[Saved data entries]
== == ==

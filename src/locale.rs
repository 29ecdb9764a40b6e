//! Locale
//!
//! Dutch catalog feeds mix comma and dot decimal separators. Both the
//! mechanism and unit parsers normalise numbers through this one helper so
//! their parsing behaviour cannot diverge.

/// Parses a decimal number that may use a comma as the decimal separator.
///
/// Returns `None` for anything that does not parse to a finite number.
#[must_use]
pub fn parse_decimal(raw: &str) -> Option<f64> {
    let normalised = raw.trim().replace(',', ".");

    normalised
        .parse::<f64>()
        .ok()
        .filter(|value| value.is_finite())
}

== == ==

_Work task:_ Copy out all of the data. Keep every word unchanged.

_Reply:_
filename src/locale.rs
repository 29ecdb9764a40b6e
//! Locale
//!
//! Dutch catalog feeds mix comma and dot decimal separators. Both the
//! mechanism and unit parsers normalise numbers through this one helper so
//! their parsing behaviour cannot diverge.

/// Parses a decimal number that may use a comma as the decimal separator.
///
/// Returns `None` for anything that does not parse to a finite number.
#[must_use]
pub fn parse_decimal(raw: &str) -> Option<f64> {
    let normalised = raw.trim().replace(',', ".");

    normalised
        .parse::<f64>()
        .ok()
        .filter(|value| value.is_finite())
}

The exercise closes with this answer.